══ DATA TO PROCESS

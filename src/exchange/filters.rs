// =============================================================================
// Symbol Filters — tick/step/minQty/minNotional registry with exact snapping
// =============================================================================
//
// All snapping arithmetic runs on `Decimal` so that submitted quantities and
// prices are exact multiples of the exchange's step and tick sizes. Floats
// only appear at the boundary (indicator math, sizing estimates) and are
// converted once, here.
// =============================================================================

use std::collections::{HashMap, HashSet};

use parking_lot::RwLock;
use rust_decimal::prelude::*;
use rust_decimal::Decimal;
use serde_json::Value;
use tracing::{info, warn};

/// Absolute ceiling on leverage regardless of bracket data.
const LEVERAGE_HARD_CAP: u32 = 150;

/// Exchange trading constraints for one symbol.
#[derive(Debug, Clone, PartialEq)]
pub struct SymbolFilters {
    pub tick_size: Decimal,
    pub step_size: Decimal,
    pub min_qty: Decimal,
    pub min_notional: Decimal,
    pub max_leverage: u32,
}

impl Default for SymbolFilters {
    fn default() -> Self {
        Self {
            tick_size: Decimal::new(1, 2),   // 0.01
            step_size: Decimal::new(1, 3),   // 0.001
            min_qty: Decimal::new(1, 3),     // 0.001
            min_notional: Decimal::from(5),  // 5 USDT
            max_leverage: 20,
        }
    }
}

impl SymbolFilters {
    /// Parse the `filters` array of one exchangeInfo symbol entry. Fields the
    /// payload omits keep their defaults.
    pub fn from_exchange_info(symbol_entry: &Value) -> Self {
        let mut out = Self::default();
        let filters = match symbol_entry.get("filters").and_then(Value::as_array) {
            Some(arr) => arr,
            None => return out,
        };
        for f in filters {
            match f.get("filterType").and_then(Value::as_str) {
                Some("LOT_SIZE") | Some("MARKET_LOT_SIZE") => {
                    if let Some(step) = decimal_field(f, "stepSize") {
                        if step > Decimal::ZERO {
                            out.step_size = step;
                        }
                    }
                    if let Some(min_qty) = decimal_field(f, "minQty") {
                        if min_qty > Decimal::ZERO {
                            out.min_qty = min_qty;
                        }
                    }
                }
                Some("PRICE_FILTER") => {
                    if let Some(tick) = decimal_field(f, "tickSize") {
                        if tick > Decimal::ZERO {
                            out.tick_size = tick;
                        }
                    }
                }
                // Futures payloads call the field `notional`, spot `minNotional`.
                Some("MIN_NOTIONAL") | Some("NOTIONAL") => {
                    let notional =
                        decimal_field(f, "notional").or_else(|| decimal_field(f, "minNotional"));
                    if let Some(n) = notional {
                        if n > Decimal::ZERO {
                            out.min_notional = n;
                        }
                    }
                }
                _ => {}
            }
        }
        out
    }

    /// Fold the highest `initialLeverage` out of a leverageBracket payload.
    pub fn apply_leverage_brackets(&mut self, bracket_entry: &Value) {
        let brackets = bracket_entry
            .get("brackets")
            .and_then(Value::as_array)
            .map(|a| a.as_slice())
            .unwrap_or(&[]);
        let mut max_lev = 0u32;
        for b in brackets {
            if let Some(lev) = b.get("initialLeverage").and_then(Value::as_u64) {
                max_lev = max_lev.max(lev as u32);
            }
        }
        if max_lev > 0 {
            self.max_leverage = max_lev;
        }
    }

    /// Snap `qty` down to the step grid and validate against minQty and
    /// minNotional at `price`. Returns the snapped quantity or a message
    /// describing the violated constraint.
    pub fn snap_order_qty(&self, qty: Decimal, price: Decimal) -> Result<Decimal, String> {
        if price <= Decimal::ZERO {
            return Err("no price available".to_string());
        }
        let snapped = floor_to_step(qty, self.step_size);
        if snapped <= Decimal::ZERO {
            return Err(format!("quantity {qty} below step {}", self.step_size));
        }
        if snapped < self.min_qty {
            return Err(format!("quantity {snapped} below minQty {}", self.min_qty));
        }
        if snapped * price < self.min_notional {
            return Err(format!(
                "notional {} below minNotional {}",
                snapped * price,
                self.min_notional
            ));
        }
        Ok(snapped)
    }

    /// Smallest legal order quantity at `price`: max(minQty, minNotional
    /// rounded *up* to the step grid).
    pub fn min_legal_qty(&self, price: Decimal) -> Decimal {
        if price <= Decimal::ZERO {
            return self.min_qty;
        }
        let by_notional = ceil_to_step(self.min_notional / price, self.step_size);
        self.min_qty.max(by_notional)
    }
}

fn decimal_field(value: &Value, key: &str) -> Option<Decimal> {
    match value.get(key) {
        Some(Value::String(s)) => Decimal::from_str(s).ok(),
        Some(Value::Number(n)) => n.as_f64().and_then(Decimal::from_f64),
        _ => None,
    }
}

// =============================================================================
// Snapping helpers
// =============================================================================

pub fn floor_to_step(value: Decimal, step: Decimal) -> Decimal {
    if step <= Decimal::ZERO {
        return value;
    }
    (value / step).floor() * step
}

pub fn ceil_to_step(value: Decimal, step: Decimal) -> Decimal {
    if step <= Decimal::ZERO {
        return value;
    }
    (value / step).ceil() * step
}

pub fn round_to_tick(value: Decimal, tick: Decimal) -> Decimal {
    if tick <= Decimal::ZERO {
        return value;
    }
    (value / tick).round() * tick
}

/// Lossy f64 -> Decimal for values that originated as floats (prices from
/// indicator math). Order quantities should be built from Decimal directly.
pub fn decimal_from_f64(value: f64) -> Decimal {
    Decimal::from_f64(value).unwrap_or(Decimal::ZERO)
}

/// Render a quantity for the wire without trailing zeros.
pub fn format_qty(qty: Decimal) -> String {
    qty.normalize().to_string()
}

// =============================================================================
// Registry
// =============================================================================

/// Memoized per-symbol filters. The adapter populates entries the first time
/// a symbol is touched; lookups afterwards are lock-cheap.
pub struct FilterRegistry {
    filters: RwLock<HashMap<String, SymbolFilters>>,
    clamp_logged: RwLock<HashSet<String>>,
}

impl FilterRegistry {
    pub fn new() -> Self {
        Self {
            filters: RwLock::new(HashMap::new()),
            clamp_logged: RwLock::new(HashSet::new()),
        }
    }

    pub fn get(&self, symbol: &str) -> Option<SymbolFilters> {
        self.filters.read().get(symbol).cloned()
    }

    pub fn insert(&self, symbol: &str, filters: SymbolFilters) {
        self.filters.write().insert(symbol.to_string(), filters);
    }

    pub fn contains(&self, symbol: &str) -> bool {
        self.filters.read().contains_key(symbol)
    }

    /// Clamp a requested leverage to the symbol's bracket maximum and the
    /// hard cap. Logs once per symbol when the request is reduced.
    pub fn clamp_leverage(&self, symbol: &str, requested: u32) -> u32 {
        let max_lev = self
            .get(symbol)
            .map(|f| f.max_leverage)
            .unwrap_or(LEVERAGE_HARD_CAP);
        let clamped = requested.min(max_lev).min(LEVERAGE_HARD_CAP).max(1);
        if clamped < requested {
            let mut logged = self.clamp_logged.write();
            if logged.insert(symbol.to_string()) {
                info!(
                    symbol,
                    requested,
                    clamped,
                    max_leverage = max_lev,
                    "leverage clamped to symbol maximum"
                );
            }
        }
        clamped
    }
}

impl Default for FilterRegistry {
    fn default() -> Self {
        Self::new()
    }
}

impl std::fmt::Debug for FilterRegistry {
    fn fmt(&self, f: &mut std::fmt::Formatter<'_>) -> std::fmt::Result {
        f.debug_struct("FilterRegistry")
            .field("symbols", &self.filters.read().len())
            .finish()
    }
}

/// Warn helper used by the adapter when a payload has no usable filters.
pub fn warn_missing_filters(symbol: &str) {
    warn!(symbol, "exchangeInfo carried no usable filters; using defaults");
}

// =============================================================================
// Unit Tests
// =============================================================================
#[cfg(test)]
mod tests {
    use super::*;
    use rust_decimal_macros::dec;
    use serde_json::json;

    #[test]
    fn parses_exchange_info_filters() {
        let entry = json!({
            "symbol": "BTCUSDT",
            "filters": [
                {"filterType": "PRICE_FILTER", "tickSize": "0.10"},
                {"filterType": "LOT_SIZE", "stepSize": "0.001", "minQty": "0.001"},
                {"filterType": "MIN_NOTIONAL", "notional": "5"}
            ]
        });
        let f = SymbolFilters::from_exchange_info(&entry);
        assert_eq!(f.tick_size, dec!(0.10));
        assert_eq!(f.step_size, dec!(0.001));
        assert_eq!(f.min_qty, dec!(0.001));
        assert_eq!(f.min_notional, dec!(5));
    }

    #[test]
    fn leverage_brackets_take_max() {
        let mut f = SymbolFilters::default();
        let entry = json!({
            "symbol": "BTCUSDT",
            "brackets": [
                {"bracket": 1, "initialLeverage": 125},
                {"bracket": 2, "initialLeverage": 100}
            ]
        });
        f.apply_leverage_brackets(&entry);
        assert_eq!(f.max_leverage, 125);
    }

    #[test]
    fn floor_and_ceil_snap() {
        assert_eq!(floor_to_step(dec!(0.0056), dec!(0.001)), dec!(0.005));
        assert_eq!(ceil_to_step(dec!(0.0051), dec!(0.001)), dec!(0.006));
        assert_eq!(round_to_tick(dec!(19983.04), dec!(0.10)), dec!(19983.0));
    }

    #[test]
    fn snap_order_qty_scenario() {
        // 1000 USDT * 2% * 5x / 20000 = 0.005 exactly on the step grid.
        let f = SymbolFilters {
            tick_size: dec!(0.10),
            step_size: dec!(0.001),
            min_qty: dec!(0.001),
            min_notional: dec!(5),
            max_leverage: 125,
        };
        let qty = f.snap_order_qty(dec!(0.005), dec!(20000)).unwrap();
        assert_eq!(qty, dec!(0.005));
    }

    #[test]
    fn snap_order_qty_rejects_small_notional() {
        let f = SymbolFilters::default();
        let err = f.snap_order_qty(dec!(0.0001), dec!(20000)).unwrap_err();
        assert!(err.contains("minQty") || err.contains("notional"), "{err}");
    }

    #[test]
    fn min_legal_qty_respects_notional() {
        let f = SymbolFilters {
            tick_size: dec!(0.10),
            step_size: dec!(0.001),
            min_qty: dec!(0.001),
            min_notional: dec!(5),
            max_leverage: 125,
        };
        // 5 / 20000 = 0.00025 -> ceil to 0.001 -> max with minQty = 0.001
        assert_eq!(f.min_legal_qty(dec!(20000)), dec!(0.001));
        // Finer step: 5 / 20000 = 0.00025 exactly on grid.
        let f2 = SymbolFilters {
            step_size: dec!(0.00001),
            min_qty: dec!(0.00001),
            ..f
        };
        assert_eq!(f2.min_legal_qty(dec!(20000)), dec!(0.00025));
    }

    #[test]
    fn clamp_leverage_applies_caps() {
        let reg = FilterRegistry::new();
        reg.insert(
            "BTCUSDT",
            SymbolFilters {
                max_leverage: 125,
                ..SymbolFilters::default()
            },
        );
        assert_eq!(reg.clamp_leverage("BTCUSDT", 200), 125);
        assert_eq!(reg.clamp_leverage("BTCUSDT", 20), 20);
        // Unknown symbol only gets the hard cap.
        assert_eq!(reg.clamp_leverage("ETHUSDT", 400), 150);
    }

    #[test]
    fn format_qty_strips_zeros() {
        assert_eq!(format_qty(dec!(0.00500)), "0.005");
        assert_eq!(format_qty(dec!(12.0)), "12");
    }
}
// =============================================================================
// Margin Mode Enforcer — aligns margin type and leverage before any order
// =============================================================================
//
// Binance refuses orders placed under the wrong margin type, and refuses to
// *change* the margin type while orders or positions are open (-4048). The
// enforcer therefore runs before every submission:
//
//   1. Read the current margin type for the symbol.
//   2. Wrong type with live exposure -> refuse the order outright.
//   3. Cancel open orders on the symbol (change prerequisite).
//   4. Change the margin type, tolerating "-4046 no need to change", and
//      verify by re-reading. A blank probe passes when nothing is live.
//   5. Apply the clamped leverage, tolerating "same leverage" responses.
// =============================================================================

use tracing::{debug, warn};

use crate::error::{ExchangeError, ExchangeResult, Refusal};
use crate::exchange::{flat_epsilon, ExchangeAdapter};
use crate::types::MarginMode;

/// Whether the order pipeline may proceed.
#[derive(Debug, Clone, PartialEq)]
pub enum EnforceOutcome {
    Ready,
    Refused(Refusal),
}

/// Align the symbol's margin type and leverage with the desired settings.
pub async fn ensure_margin_and_leverage(
    adapter: &dyn ExchangeAdapter,
    symbol: &str,
    desired: MarginMode,
    leverage: Option<u32>,
) -> ExchangeResult<EnforceOutcome> {
    let positions = adapter.positions().await?;
    let symbol_rows: Vec<_> = positions.iter().filter(|p| p.symbol == symbol).collect();

    let current = symbol_rows.iter().find_map(|p| p.margin_type);
    let live_qty: f64 = symbol_rows
        .iter()
        .map(|p| p.position_amt.abs())
        .sum();
    let has_exposure = live_qty > flat_epsilon(live_qty);

    if let Some(current) = current {
        if current != desired && has_exposure {
            warn!(
                symbol,
                current = %current,
                desired = %desired,
                "margin type mismatch with open exposure; refusing order"
            );
            return Ok(EnforceOutcome::Refused(Refusal::MarginMode(format!(
                "wrong_margin_mode: {current} live, {desired} desired"
            ))));
        }
    }

    if current != Some(desired) {
        // Open orders block the change; clear them first.
        adapter.cancel_all_orders(symbol).await?;

        match adapter.change_margin_type(symbol, desired).await {
            Ok(()) => {}
            Err(ExchangeError::Client { code: -4048, message, .. }) => {
                return Ok(EnforceOutcome::Refused(Refusal::MarginMode(format!(
                    "exchange refused margin change: {message}"
                ))));
            }
            Err(err) => return Err(err),
        }

        // Verify; a blank probe (no position rows yet) passes when flat.
        let verified = adapter.margin_type(symbol).await?;
        match verified {
            Some(now) if now != desired => {
                return Ok(EnforceOutcome::Refused(Refusal::MarginMode(format!(
                    "margin type still {now} after change to {desired}"
                ))));
            }
            Some(_) => {}
            None if has_exposure => {
                return Ok(EnforceOutcome::Refused(Refusal::MarginMode(
                    "margin type unreadable with live exposure".into(),
                )));
            }
            None => {
                debug!(symbol, "margin type probe blank with no exposure; accepting");
            }
        }
    }

    if let Some(requested) = leverage {
        let applied = adapter
            .change_leverage(symbol, adapter.clamp_leverage(symbol, requested))
            .await?;
        debug!(symbol, requested, applied, "leverage aligned");
    }

    Ok(EnforceOutcome::Ready)
}
// =============================================================================
// Shared types used across the Meridian trading engine
// =============================================================================

use serde::{Deserialize, Serialize};

/// Order direction. Everything in the engine is keyed on BUY/SELL; hedge-mode
/// LONG/SHORT labels are translated at the exchange boundary.
#[derive(Debug, Clone, Copy, PartialEq, Eq, Hash, Serialize, Deserialize)]
pub enum Side {
    Buy,
    Sell,
}

impl Side {
    pub fn as_str(&self) -> &'static str {
        match self {
            Self::Buy => "BUY",
            Self::Sell => "SELL",
        }
    }

    pub fn opposite(&self) -> Side {
        match self {
            Self::Buy => Self::Sell,
            Self::Sell => Self::Buy,
        }
    }

    /// The side of a market order that closes exposure on this side.
    pub fn close_side(&self) -> Side {
        self.opposite()
    }

    /// Hedge-mode position side label for exposure on this side.
    pub fn position_side(&self) -> PositionSide {
        match self {
            Self::Buy => PositionSide::Long,
            Self::Sell => PositionSide::Short,
        }
    }

    /// Accepts BUY/SELL as well as hedge labels LONG/SHORT.
    pub fn parse(text: &str) -> Option<Side> {
        match text.trim().to_ascii_uppercase().as_str() {
            "BUY" | "LONG" | "L" => Some(Self::Buy),
            "SELL" | "SHORT" | "S" => Some(Self::Sell),
            _ => None,
        }
    }
}

impl std::fmt::Display for Side {
    fn fmt(&self, f: &mut std::fmt::Formatter<'_>) -> std::fmt::Result {
        f.write_str(self.as_str())
    }
}

/// Hedge-mode position labels as Binance reports them.
#[derive(Debug, Clone, Copy, PartialEq, Eq, Hash, Serialize, Deserialize)]
pub enum PositionSide {
    Long,
    Short,
    Both,
}

impl PositionSide {
    pub fn as_str(&self) -> &'static str {
        match self {
            Self::Long => "LONG",
            Self::Short => "SHORT",
            Self::Both => "BOTH",
        }
    }

    pub fn parse(text: &str) -> PositionSide {
        match text.trim().to_ascii_uppercase().as_str() {
            "LONG" => Self::Long,
            "SHORT" => Self::Short,
            _ => Self::Both,
        }
    }
}

impl Default for PositionSide {
    fn default() -> Self {
        Self::Both
    }
}

impl std::fmt::Display for PositionSide {
    fn fmt(&self, f: &mut std::fmt::Formatter<'_>) -> std::fmt::Result {
        f.write_str(self.as_str())
    }
}

/// Which account the engine trades on.
#[derive(Debug, Clone, Copy, PartialEq, Eq, Hash, Serialize, Deserialize)]
pub enum AccountType {
    Spot,
    Futures,
}

impl Default for AccountType {
    fn default() -> Self {
        Self::Futures
    }
}

impl std::fmt::Display for AccountType {
    fn fmt(&self, f: &mut std::fmt::Formatter<'_>) -> std::fmt::Result {
        match self {
            Self::Spot => write!(f, "SPOT"),
            Self::Futures => write!(f, "FUTURES"),
        }
    }
}

/// Whether we hit the production or the testnet endpoints.
#[derive(Debug, Clone, Copy, PartialEq, Eq, Hash, Serialize, Deserialize)]
pub enum TradeMode {
    Live,
    Testnet,
}

impl Default for TradeMode {
    fn default() -> Self {
        Self::Testnet
    }
}

impl std::fmt::Display for TradeMode {
    fn fmt(&self, f: &mut std::fmt::Formatter<'_>) -> std::fmt::Result {
        match self {
            Self::Live => write!(f, "Live"),
            Self::Testnet => write!(f, "Testnet"),
        }
    }
}

/// Futures position mode: a single net position per symbol, or split
/// LONG/SHORT legs.
#[derive(Debug, Clone, Copy, PartialEq, Eq, Serialize, Deserialize)]
pub enum PositionMode {
    OneWay,
    Hedge,
}

impl Default for PositionMode {
    fn default() -> Self {
        Self::OneWay
    }
}

impl std::fmt::Display for PositionMode {
    fn fmt(&self, f: &mut std::fmt::Formatter<'_>) -> std::fmt::Result {
        match self {
            Self::OneWay => write!(f, "One-way"),
            Self::Hedge => write!(f, "Hedge"),
        }
    }
}

/// Futures margin type per symbol.
#[derive(Debug, Clone, Copy, PartialEq, Eq, Serialize, Deserialize)]
pub enum MarginMode {
    Cross,
    Isolated,
}

impl MarginMode {
    /// The token Binance expects on /fapi/v1/marginType.
    pub fn as_api_str(&self) -> &'static str {
        match self {
            Self::Cross => "CROSSED",
            Self::Isolated => "ISOLATED",
        }
    }

    pub fn parse(text: &str) -> Option<MarginMode> {
        match text.trim().to_ascii_uppercase().as_str() {
            "CROSS" | "CROSSED" => Some(Self::Cross),
            "ISOLATED" => Some(Self::Isolated),
            _ => None,
        }
    }
}

impl Default for MarginMode {
    fn default() -> Self {
        Self::Isolated
    }
}

impl std::fmt::Display for MarginMode {
    fn fmt(&self, f: &mut std::fmt::Formatter<'_>) -> std::fmt::Result {
        f.write_str(self.as_api_str())
    }
}

/// Which side(s) the strategy is allowed to open.
#[derive(Debug, Clone, Copy, PartialEq, Eq, Serialize, Deserialize)]
pub enum SideFilter {
    Buy,
    Sell,
    Both,
}

impl SideFilter {
    pub fn allows(&self, side: Side) -> bool {
        matches!(
            (self, side),
            (Self::Both, _) | (Self::Buy, Side::Buy) | (Self::Sell, Side::Sell)
        )
    }
}

impl Default for SideFilter {
    fn default() -> Self {
        Self::Both
    }
}

// =============================================================================
// Intervals
// =============================================================================

/// Native kline intervals the exchange serves directly, with durations.
/// (1M is approximated as 30 days for scheduling purposes.)
const NATIVE_INTERVALS: &[(&str, u64)] = &[
    ("1m", 60),
    ("3m", 180),
    ("5m", 300),
    ("15m", 900),
    ("30m", 1800),
    ("1h", 3600),
    ("2h", 7200),
    ("4h", 14400),
    ("6h", 21600),
    ("8h", 28800),
    ("12h", 43200),
    ("1d", 86400),
    ("3d", 259_200),
    ("1w", 604_800),
    ("1M", 2_592_000),
];

/// A kline interval: a finite label plus its duration in seconds.
///
/// Labels outside the native exchange set are *custom* intervals: klines for
/// them are resampled from the largest native divisor of at least one minute.
#[derive(Debug, Clone, PartialEq, Eq, Hash, Serialize, Deserialize)]
pub struct Interval {
    label: String,
    secs: u64,
}

impl Interval {
    /// Parse an interval label such as "1m", "4h", "1d" or a custom "2m",
    /// "90m", "10h". Returns `None` on unknown units or zero durations.
    pub fn parse(label: &str) -> Option<Interval> {
        let label = label.trim();
        if label.is_empty() || label.len() < 2 {
            return None;
        }
        if let Some(&(name, secs)) = NATIVE_INTERVALS.iter().find(|(n, _)| *n == label) {
            return Some(Interval {
                label: name.to_string(),
                secs,
            });
        }
        let (num, unit) = label.split_at(label.len() - 1);
        let n: u64 = num.parse().ok()?;
        if n == 0 {
            return None;
        }
        let secs = match unit {
            "s" => n,
            "m" => n * 60,
            "h" => n * 3600,
            "d" => n * 86_400,
            "w" => n * 604_800,
            _ => return None,
        };
        Some(Interval {
            label: label.to_string(),
            secs,
        })
    }

    pub fn as_str(&self) -> &str {
        &self.label
    }

    pub fn seconds(&self) -> u64 {
        self.secs
    }

    pub fn seconds_f64(&self) -> f64 {
        self.secs as f64
    }

    pub fn is_native(&self) -> bool {
        NATIVE_INTERVALS.iter().any(|(n, _)| *n == self.label)
    }

    /// Largest native interval of at least one minute that evenly divides
    /// this interval. `None` for sub-minute custom intervals, which are
    /// unsupported.
    pub fn native_divisor(&self) -> Option<Interval> {
        if self.secs < 60 {
            return None;
        }
        NATIVE_INTERVALS
            .iter()
            .rev()
            .find(|(_, s)| *s >= 60 && self.secs % s == 0)
            .map(|&(n, s)| Interval {
                label: n.to_string(),
                secs: s,
            })
    }
}

impl std::fmt::Display for Interval {
    fn fmt(&self, f: &mut std::fmt::Formatter<'_>) -> std::fmt::Result {
        f.write_str(&self.label)
    }
}

/// Current UNIX timestamp in seconds, as f64 (sub-second precision).
pub fn epoch_secs() -> f64 {
    std::time::SystemTime::now()
        .duration_since(std::time::UNIX_EPOCH)
        .map(|d| d.as_secs_f64())
        .unwrap_or(0.0)
}

/// Current UNIX timestamp in milliseconds.
pub fn epoch_ms() -> u64 {
    std::time::SystemTime::now()
        .duration_since(std::time::UNIX_EPOCH)
        .map(|d| d.as_millis() as u64)
        .unwrap_or(0)
}
// =============================================================================
// ADX / DMI — directional movement family
// =============================================================================
//
// Calculation pipeline:
//   1. Compute +DM (positive directional movement) and -DM per bar.
//   2. Compute True Range (TR) per bar.
//   3. Apply Wilder's smoothing (period) to +DM, -DM, and TR.
//   4. Derive +DI = smoothed(+DM) / smoothed(TR) * 100
//            -DI = smoothed(-DM) / smoothed(TR) * 100
//   5. DX  = |+DI - -DI| / (+DI + -DI) * 100
//   6. ADX = Wilder's smoothed average of DX over `period` bars.
// =============================================================================

use crate::market::klines::Kline;

/// (+DI, -DI) series. Both vectors share length and tail alignment.
pub fn dmi(klines: &[Kline], period: usize) -> (Vec<f64>, Vec<f64>) {
    let smoothed = smoothed_dm_tr(klines, period);
    let (plus_smooth, minus_smooth, tr_smooth) = match smoothed {
        Some(v) => v,
        None => return (Vec::new(), Vec::new()),
    };
    let mut plus_di = Vec::with_capacity(plus_smooth.len());
    let mut minus_di = Vec::with_capacity(minus_smooth.len());
    for i in 0..plus_smooth.len() {
        if tr_smooth[i].abs() < f64::EPSILON {
            plus_di.push(0.0);
            minus_di.push(0.0);
        } else {
            plus_di.push(plus_smooth[i] / tr_smooth[i] * 100.0);
            minus_di.push(minus_smooth[i] / tr_smooth[i] * 100.0);
        }
    }
    (plus_di, minus_di)
}

/// ADX series: Wilder-smoothed DX. Needs roughly `2 * period` bars before the
/// first value appears.
pub fn adx(klines: &[Kline], period: usize) -> Vec<f64> {
    let (plus_di, minus_di) = dmi(klines, period);
    if plus_di.len() < period {
        return Vec::new();
    }

    let dx: Vec<f64> = plus_di
        .iter()
        .zip(minus_di.iter())
        .map(|(p, m)| {
            let denom = p + m;
            if denom.abs() < f64::EPSILON {
                0.0
            } else {
                (p - m).abs() / denom * 100.0
            }
        })
        .collect();

    let period_f = period as f64;
    let seed: f64 = dx[..period].iter().sum::<f64>() / period_f;
    let mut out = Vec::with_capacity(dx.len() - period + 1);
    out.push(seed);
    let mut prev = seed;
    for &value in &dx[period..] {
        prev = (prev * (period_f - 1.0) + value) / period_f;
        out.push(prev);
    }
    out
}

/// Wilder-smoothed (+DM, -DM, TR) series shared by DI and ADX.
fn smoothed_dm_tr(klines: &[Kline], period: usize) -> Option<(Vec<f64>, Vec<f64>, Vec<f64>)> {
    if period == 0 || klines.len() < period + 1 {
        return None;
    }

    let n = klines.len() - 1;
    let mut plus_dm = Vec::with_capacity(n);
    let mut minus_dm = Vec::with_capacity(n);
    let mut tr_vals = Vec::with_capacity(n);

    for i in 1..klines.len() {
        let high = klines[i].high;
        let low = klines[i].low;
        let prev = &klines[i - 1];

        let tr = (high - low)
            .max((high - prev.close).abs())
            .max((low - prev.close).abs());

        let up_move = high - prev.high;
        let down_move = prev.low - low;

        plus_dm.push(if up_move > down_move && up_move > 0.0 {
            up_move
        } else {
            0.0
        });
        minus_dm.push(if down_move > up_move && down_move > 0.0 {
            down_move
        } else {
            0.0
        });
        tr_vals.push(tr);
    }

    let period_f = period as f64;
    let mut plus_smooth = Vec::with_capacity(n - period + 1);
    let mut minus_smooth = Vec::with_capacity(n - period + 1);
    let mut tr_smooth = Vec::with_capacity(n - period + 1);

    let mut sp: f64 = plus_dm[..period].iter().sum();
    let mut sm: f64 = minus_dm[..period].iter().sum();
    let mut st: f64 = tr_vals[..period].iter().sum();
    plus_smooth.push(sp);
    minus_smooth.push(sm);
    tr_smooth.push(st);

    for i in period..n {
        sp = sp - sp / period_f + plus_dm[i];
        sm = sm - sm / period_f + minus_dm[i];
        st = st - st / period_f + tr_vals[i];
        plus_smooth.push(sp);
        minus_smooth.push(sm);
        tr_smooth.push(st);
    }

    Some((plus_smooth, minus_smooth, tr_smooth))
}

════

▶ YOUR TASK: Could you restate word for word the lines above from the one containing "Err(err) => return" through the one containing "Some(now) if now", both included, and nothing else?

▶ OUTPUT OF THE TASK:
            Err(err) => return Err(err),
        }

        // Verify; a blank probe (no position rows yet) passes when flat.
        let verified = adapter.margin_type(symbol).await?;
        match verified {
            Some(now) if now != desired => {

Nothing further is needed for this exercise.